In the listing below, find the line with "async fn main()", then repeat exactly every line from the top through that one.

..............................

//src/main.rs

use axum::{
    middleware as axum_middleware,
    routing::{get, patch, post},
    Router,
};
use tokio::net::TcpListener;
use tracing_subscriber::EnvFilter;
use utoipa::OpenApi;
use utoipa_swagger_ui::SwaggerUi;

mod common;
mod config;
mod db;
mod docs;
mod handlers;
mod middleware;
mod models;
mod services;

use crate::config::{AppState, Config};
use crate::docs::ApiDoc;
use crate::middleware::auth::auth_guard;

#[tokio::main]
async fn main() -> anyhow::Result<()> {
    tracing_subscriber::fmt()
        .with_env_filter(EnvFilter::try_from_default_env().unwrap_or_else(|_| EnvFilter::new("info")))
        .with_target(false)
        .compact()
        .init();

    // Sem configuração válida a aplicação não deve iniciar.
    let config = Config::from_env()?;
    let app_state = AppState::new(&config).await?;

    sqlx::migrate!().run(&app_state.db_pool).await?;
    tracing::info!("✅ Migrações do banco de dados executadas com sucesso!");

    let app = app_router(app_state);

    let listener = TcpListener::bind(&config.server_addr).await?;
    tracing::info!("🚀 Servidor escutando em {}", listener.local_addr()?);
    axum::serve(listener, app).await?;

    Ok(())
}

fn app_router(app_state: AppState) -> Router {
    // Rotas públicas de autenticação
    let auth_routes = Router::new()
        .route("/register", post(handlers::auth::register))
        .route("/login", post(handlers::auth::login));

    let user_routes = Router::new()
        .route("/me", get(handlers::auth::get_me))
        .layer(axum_middleware::from_fn_with_state(
            app_state.clone(),
            auth_guard,
        ));

    let store_routes = Router::new()
        .route("/"
               ,post(handlers::stores::create_store)
               .get(handlers::stores::list_my_stores)
        )
        .route("/{store_id}"
               ,get(handlers::stores::get_store)
               .patch(handlers::stores::update_store)
               .delete(handlers::stores::delete_store)
        )
        .layer(axum_middleware::from_fn_with_state(
            app_state.clone(),
            auth_guard,
        ));

    // Leitura é pública (vitrine); escrita exige dono da loja via `OwnedStore`.
    let store_scoped_routes = Router::new()
        .route("/billboards"
               ,get(handlers::billboards::list_billboards)
               .post(handlers::billboards::create_billboard)
        )
        .route("/billboards/{billboard_id}"
               ,get(handlers::billboards::get_billboard)
               .patch(handlers::billboards::update_billboard)
               .delete(handlers::billboards::delete_billboard)
        )
        .route("/categories"
               ,get(handlers::categories::list_categories)
               .post(handlers::categories::create_category)
        )
        .route("/categories/{category_id}"
               ,get(handlers::categories::get_category)
               .patch(handlers::categories::update_category)
               .delete(handlers::categories::delete_category)
        )
        .route("/sizes"
               ,get(handlers::attributes::list_sizes)
               .post(handlers::attributes::create_size)
        )
        .route("/sizes/{size_id}"
               ,get(handlers::attributes::get_size)
               .patch(handlers::attributes::update_size)
               .delete(handlers::attributes::delete_size)
        )
        .route("/colors"
               ,get(handlers::attributes::list_colors)
               .post(handlers::attributes::create_color)
        )
        .route("/colors/{color_id}"
               ,get(handlers::attributes::get_color)
               .patch(handlers::attributes::update_color)
               .delete(handlers::attributes::delete_color)
        )
        .route("/products"
               ,get(handlers::products::list_products)
               .post(handlers::products::create_product)
        )
        .route("/products/{product_id}"
               ,get(handlers::products::get_product)
               .patch(handlers::products::update_product)
               .delete(handlers::products::delete_product)
        )
        .route("/orders"
               ,get(handlers::orders::list_orders)
               .post(handlers::orders::checkout)
        )
        .route("/orders/{order_id}/pay", patch(handlers::orders::pay_order))
        .route("/dashboard", get(handlers::dashboard::get_overview))
        .route("/dashboard/revenue", get(handlers::dashboard::get_total_revenue))
        .route("/dashboard/graph-revenue", get(handlers::dashboard::get_graph_revenue));

    Router::new()
        .route("/api/health", get(|| async { "OK" }))
        .nest("/api/auth", auth_routes)
        .nest("/api/users", user_routes)
        .nest("/api/stores", store_routes)
        .nest("/api/{store_id}", store_scoped_routes)
        .merge(SwaggerUi::new("/swagger-ui").url("/api-docs/openapi.json", ApiDoc::openapi()))
        .with_state(app_state)
}
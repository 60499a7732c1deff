// src/models/product.rs

use chrono::{DateTime, Utc};
use rust_decimal::Decimal;
use serde::{Deserialize, Serialize};
use sqlx::FromRow;
use utoipa::{IntoParams, ToSchema};
use uuid::Uuid;
use validator::{Validate, ValidationError};

#[derive(Debug, Clone, Serialize, Deserialize, FromRow, ToSchema)]
#[serde(rename_all = "camelCase")]
pub struct Product {
    pub id: Uuid,
    pub store_id: Uuid,
    pub category_id: Uuid,
    pub size_id: Uuid,
    pub color_id: Uuid,
    #[schema(example = "Basic tee")]
    pub name: String,
    #[schema(value_type = String, example = "19.90")]
    pub price: Decimal,
    pub images: Vec<String>,
    pub is_featured: bool,
    pub is_archived: bool,
    pub created_at: DateTime<Utc>,
    pub updated_at: DateTime<Utc>,
}

fn validate_price(price: &Decimal) -> Result<(), ValidationError> {
    if *price <= Decimal::ZERO {
        let mut err = ValidationError::new("range");
        err.message = Some("Price must be greater than zero.".into());
        return Err(err);
    }
    Ok(())
}

#[derive(Debug, Deserialize, Validate, ToSchema)]
#[serde(rename_all = "camelCase")]
pub struct ProductPayload {
    #[validate(length(min = 1, message = "Name is required."))]
    pub name: String,

    #[validate(custom(function = "validate_price"))]
    #[schema(value_type = String, example = "19.90")]
    pub price: Decimal,

    pub category_id: Uuid,
    pub size_id: Uuid,
    pub color_id: Uuid,

    #[validate(length(min = 1, message = "At least one image is required."))]
    pub images: Vec<String>,

    #[serde(default)]
    pub is_featured: bool,
    #[serde(default)]
    pub is_archived: bool,
}

// Filtros da API pública (vitrine)
#[derive(Debug, Default, Deserialize, IntoParams)]
#[serde(rename_all = "camelCase")]
#[into_params(parameter_in = Query)]
pub struct ProductFilter {
    pub category_id: Option<Uuid>,
    pub size_id: Option<Uuid>,
    pub color_id: Option<Uuid>,
    pub is_featured: Option<bool>,
}
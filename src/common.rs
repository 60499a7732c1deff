pub mod db_utils;
pub mod error;
pub mod format;
pub mod i18n;
pub mod user_repo;
pub use user_repo::UserRepository;
pub mod store_repo;
pub use store_repo::StoreRepository;
pub mod billboard_repo;
pub use billboard_repo::BillboardRepository;
pub mod category_repo;
pub use category_repo::CategoryRepository;
pub mod attribute_repo;
pub use attribute_repo::AttributeRepository;
pub mod catalog_refs;
pub use catalog_refs::{CatalogReferenceRepository, CatalogReferences};
pub mod product_repo;
pub use product_repo::ProductRepository;
pub mod order_repo;
pub use order_repo::{OrderRepository, OrderStore};
pub mod dashboard_repo;
pub use dashboard_repo::{DashboardRepository, DashboardSource};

..............................

◆ **Answer to this problem**:
//src/main.rs

use axum::{
    middleware as axum_middleware,
    routing::{get, patch, post},
    Router,
};
use tokio::net::TcpListener;
use tracing_subscriber::EnvFilter;
use utoipa::OpenApi;
use utoipa_swagger_ui::SwaggerUi;

mod common;
mod config;
mod db;
mod docs;
mod handlers;
mod middleware;
mod models;
mod services;

use crate::config::{AppState, Config};
use crate::docs::ApiDoc;
use crate::middleware::auth::auth_guard;

#[tokio::main]
async fn main() -> anyhow::Result<()> {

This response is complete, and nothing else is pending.